╭─ DATA SHOWN

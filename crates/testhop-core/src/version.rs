//! Runtime versions and descriptor version specifiers.
//!
//! A [`RuntimeVersion`] is a `major.minor[.patch][-pre]` triple with a missing
//! patch normalised to zero, so `3.1` and `3.1.0` are the same version and
//! every pair of versions is ordered. A [`VersionSpec`] is what a test
//! descriptor declares: either an exact version or `N.x`, any minor of a
//! major.

use crate::error::VersionError;
use std::cmp::Ordering;
use std::fmt;
use std::str::FromStr;

/// A concrete runtime version.
#[derive(Debug, Clone, PartialEq, Eq, Hash)]
pub struct RuntimeVersion {
    pub major: u32,
    pub minor: u32,
    pub patch: u32,
    /// Pre-release label such as `rc.2.23479.6`.
    pub pre: Option<String>,
}

impl RuntimeVersion {
    pub fn new(major: u32, minor: u32, patch: u32) -> Self {
        Self {
            major,
            minor,
            patch,
            pre: None,
        }
    }

    /// Parse `major.minor[.patch][-pre]`.
    pub fn parse(input: &str) -> Result<Self, VersionError> {
        let input = input.trim();
        if input.is_empty() {
            return Err(VersionError::Empty);
        }

        let (numbers, pre) = match input.split_once('-') {
            Some((numbers, pre)) if !pre.is_empty() => (numbers, Some(pre.to_string())),
            Some(_) => return Err(malformed(input, "empty pre-release label")),
            None => (input, None),
        };

        let parts: Vec<&str> = numbers.split('.').collect();
        if parts.len() < 2 || parts.len() > 3 {
            return Err(malformed(input, "expected major.minor[.patch]"));
        }

        let major = component(input, parts[0])?;
        let minor = component(input, parts[1])?;
        let patch = match parts.get(2) {
            Some(p) => component(input, p)?,
            None => 0,
        };

        Ok(Self {
            major,
            minor,
            patch,
            pre,
        })
    }

    /// `"M.m"`, the form used for build-descriptor markers and release branches.
    pub fn major_minor(&self) -> String {
        format!("{}.{}", self.major, self.minor)
    }

    /// The same version without its pre-release label. Eligibility is
    /// decided on this, so an `8.0.0-rc.2` run selects the 8.0 tests.
    pub fn release(&self) -> RuntimeVersion {
        RuntimeVersion::new(self.major, self.minor, self.patch)
    }

    /// Whether `self` has the same major and minor as `other`.
    pub fn same_feature_band(&self, other: &RuntimeVersion) -> bool {
        self.major == other.major && self.minor == other.minor
    }
}

fn component(input: &str, part: &str) -> Result<u32, VersionError> {
    if part.is_empty() {
        return Err(malformed(input, "empty component"));
    }
    part.parse::<u32>()
        .map_err(|_| malformed(input, &format!("component {part:?} is not a number")))
}

fn malformed(input: &str, reason: &str) -> VersionError {
    VersionError::Malformed {
        input: input.to_string(),
        reason: reason.to_string(),
    }
}

impl Ord for RuntimeVersion {
    fn cmp(&self, other: &Self) -> Ordering {
        (self.major, self.minor, self.patch)
            .cmp(&(other.major, other.minor, other.patch))
            .then_with(|| match (&self.pre, &other.pre) {
                (None, None) => Ordering::Equal,
                (None, Some(_)) => Ordering::Greater,
                (Some(_), None) => Ordering::Less,
                (Some(a), Some(b)) => a.cmp(b),
            })
    }
}

impl PartialOrd for RuntimeVersion {
    fn partial_cmp(&self, other: &Self) -> Option<Ordering> {
        Some(self.cmp(other))
    }
}

impl fmt::Display for RuntimeVersion {
    fn fmt(&self, f: &mut fmt::Formatter<'_>) -> fmt::Result {
        write!(f, "{}.{}.{}", self.major, self.minor, self.patch)?;
        if let Some(pre) = &self.pre {
            write!(f, "-{pre}")?;
        }
        Ok(())
    }
}

impl FromStr for RuntimeVersion {
    type Err = VersionError;

    fn from_str(s: &str) -> Result<Self, Self::Err> {
        Self::parse(s)
    }
}

/// The version a test descriptor targets.
#[derive(Debug, Clone, PartialEq, Eq)]
pub enum VersionSpec {
    /// A concrete version.
    Exact(RuntimeVersion),
    /// `N.x`: any minor release of major `N`.
    AnyMinor { major: u32 },
}

impl VersionSpec {
    pub fn parse(input: &str) -> Result<Self, VersionError> {
        let trimmed = input.trim();
        if let Some((major, "x")) = trimmed.split_once('.') {
            let major = component(trimmed, major)?;
            return Ok(VersionSpec::AnyMinor { major });
        }
        RuntimeVersion::parse(trimmed).map(VersionSpec::Exact)
    }
}

impl fmt::Display for VersionSpec {
    fn fmt(&self, f: &mut fmt::Formatter<'_>) -> fmt::Result {
        match self {
            VersionSpec::Exact(v) => write!(f, "{v}"),
            VersionSpec::AnyMinor { major } => write!(f, "{major}.x"),
        }
    }
}

impl FromStr for VersionSpec {
    type Err = VersionError;

    fn from_str(s: &str) -> Result<Self, Self::Err> {
        Self::parse(s)
    }
}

╰─

Gather from the data above every line with the string "RuntimeVersion".

> FINISHED TASK:
//! A [`RuntimeVersion`] is a `major.minor[.patch][-pre]` triple with a missing
pub struct RuntimeVersion {
impl RuntimeVersion {
    pub fn release(&self) -> RuntimeVersion {
        RuntimeVersion::new(self.major, self.minor, self.patch)
    pub fn same_feature_band(&self, other: &RuntimeVersion) -> bool {
impl Ord for RuntimeVersion {
impl PartialOrd for RuntimeVersion {
impl fmt::Display for RuntimeVersion {
impl FromStr for RuntimeVersion {
    Exact(RuntimeVersion),
        RuntimeVersion::parse(trimmed).map(VersionSpec::Exact)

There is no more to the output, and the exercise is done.